- **Required work**: Look below for the line containing "usize, max: usize"; from there through the line containing "Backend operation failed", both lines included, please set down each line exactly and nothing else.

(Source data)

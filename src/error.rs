//! Error types for the TorrentChain library

use thiserror::Error;

/// Result type alias for TorrentChain operations
pub type Result<T> = std::result::Result<T, TorrentChainError>;

/// Main error type for TorrentChain operations
#[derive(Error, Debug)]
pub enum TorrentChainError {
    /// Network-related errors
    #[error("Network error: {0}")]
    Network(#[from] NetworkError),

    /// Cryptographic errors
    #[error("Cryptographic error: {0}")]
    Crypto(#[from] CryptoError),

    /// Storage-related errors
    #[error("Storage error: {0}")]
    Storage(#[from] StorageError),

    /// Serialization errors
    #[error("Serialization error: {0}")]
    Serialization(#[from] SerializationError),

    /// Validation errors
    #[error("Validation error: {0}")]
    Validation(String),

    /// Consensus-related errors
    #[error("Consensus error: {0}")]
    Consensus(String),

    /// Configuration errors
    #[error("Configuration error: {0}")]
    Config(String),

    /// Generic IO errors
    #[error("IO error: {0}")]
    Io(#[from] std::io::Error),
}

/// Network-specific error types
#[derive(Error, Debug)]
pub enum NetworkError {
    /// Failed to bind the listener
    #[error("Failed to bind to {addr}: {source}")]
    BindFailed {
        addr: String,
        source: std::io::Error,
    },

    /// Failed to connect to peer
    #[error("Failed to connect to {addr}: {source}")]
    ConnectionFailed {
        addr: String,
        source: std::io::Error,
    },

    /// Peer address could not be parsed as host:port
    #[error("Invalid peer address: {addr}")]
    InvalidAddress { addr: String },

    /// Invalid message format
    #[error("Invalid message format: {reason}")]
    InvalidMessage { reason: String },

    /// The connection's outbound queue is closed
    #[error("Peer {peer} is disconnected")]
    Disconnected { peer: String },

    /// The connection's outbound queue is full; the message was dropped
    #[error("Send queue full, dropped {message_type}")]
    SendQueueFull { message_type: String },

    /// Encoded message does not fit in one frame
    #[error("{message_type} of {size} bytes exceeds the {max} byte frame limit")]
    MessageTooLarge {
        message_type: String,
        size: usize,
        max: usize,
    },

    /// Chunk could never be served in a single response frame
    #[error("Chunk of {size} bytes exceeds the {max} byte limit")]
    ChunkTooLarge { size: usize, max: usize },

    /// The network has been shut down
    #[error("Network is shut down")]
    ShutDown,
}

/// Cryptographic error types
#[derive(Error, Debug)]
pub enum CryptoError {
    /// Invalid signature
    #[error("Invalid signature")]
    InvalidSignature,

    /// Invalid public key
    #[error("Invalid public key: {reason}")]
    InvalidPublicKey { reason: String },

    /// Invalid private key
    #[error("Invalid private key: {reason}")]
    InvalidPrivateKey { reason: String },

    /// Proof of work search was stopped before a solution was found
    #[error("Proof of work search cancelled")]
    ProofOfWorkCancelled,
}

/// Storage-related error types
#[derive(Error, Debug)]
pub enum StorageError {
    /// Backend operation failed
    #[error("Database operation failed: {reason}")]
    DatabaseOperation { reason: String },

    /// Key cannot be mapped onto the backend
    #[error("Invalid storage key: {key}")]
    InvalidKey { key: String },

    /// Chunk could not be persisted locally even though its digest checked out
    #[error("Local integrity failure for chunk {chunk_hash}: {reason}")]
    Integrity { chunk_hash: String, reason: String },
}

/// Serialization error types
#[derive(Error, Debug)]
pub enum SerializationError {
    /// JSON serialization error
    #[error("JSON error: {0}")]
    Json(#[from] serde_json::Error),

    /// Hex decoding error
    #[error("Hex error: {0}")]
    Hex(#[from] hex::FromHexError),
}

impl TorrentChainError {
    /// Create a validation error
    pub fn validation<T: Into<String>>(msg: T) -> Self {
        TorrentChainError::Validation(msg.into())
    }

    /// Create a consensus error
    pub fn consensus<T: Into<String>>(msg: T) -> Self {
        TorrentChainError::Consensus(msg.into())
    }

    /// Create a configuration error
    pub fn config<T: Into<String>>(msg: T) -> Self {
        TorrentChainError::Config(msg.into())
    }
}

impl From<serde_json::Error> for TorrentChainError {
    fn from(err: serde_json::Error) -> Self {
        TorrentChainError::Serialization(SerializationError::Json(err))
    }
}

impl From<hex::FromHexError> for TorrentChainError {
    fn from(err: hex::FromHexError) -> Self {
        TorrentChainError::Serialization(SerializationError::Hex(err))
    }
}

- **Answer**:
    ChunkTooLarge { size: usize, max: usize },

    /// The network has been shut down
    #[error("Network is shut down")]
    ShutDown,
}

/// Cryptographic error types
#[derive(Error, Debug)]
pub enum CryptoError {
    /// Invalid signature
    #[error("Invalid signature")]
    InvalidSignature,

    /// Invalid public key
    #[error("Invalid public key: {reason}")]
    InvalidPublicKey { reason: String },

    /// Invalid private key
    #[error("Invalid private key: {reason}")]
    InvalidPrivateKey { reason: String },

    /// Proof of work search was stopped before a solution was found
    #[error("Proof of work search cancelled")]
    ProofOfWorkCancelled,
}

/// Storage-related error types
#[derive(Error, Debug)]
pub enum StorageError {
    /// Backend operation failed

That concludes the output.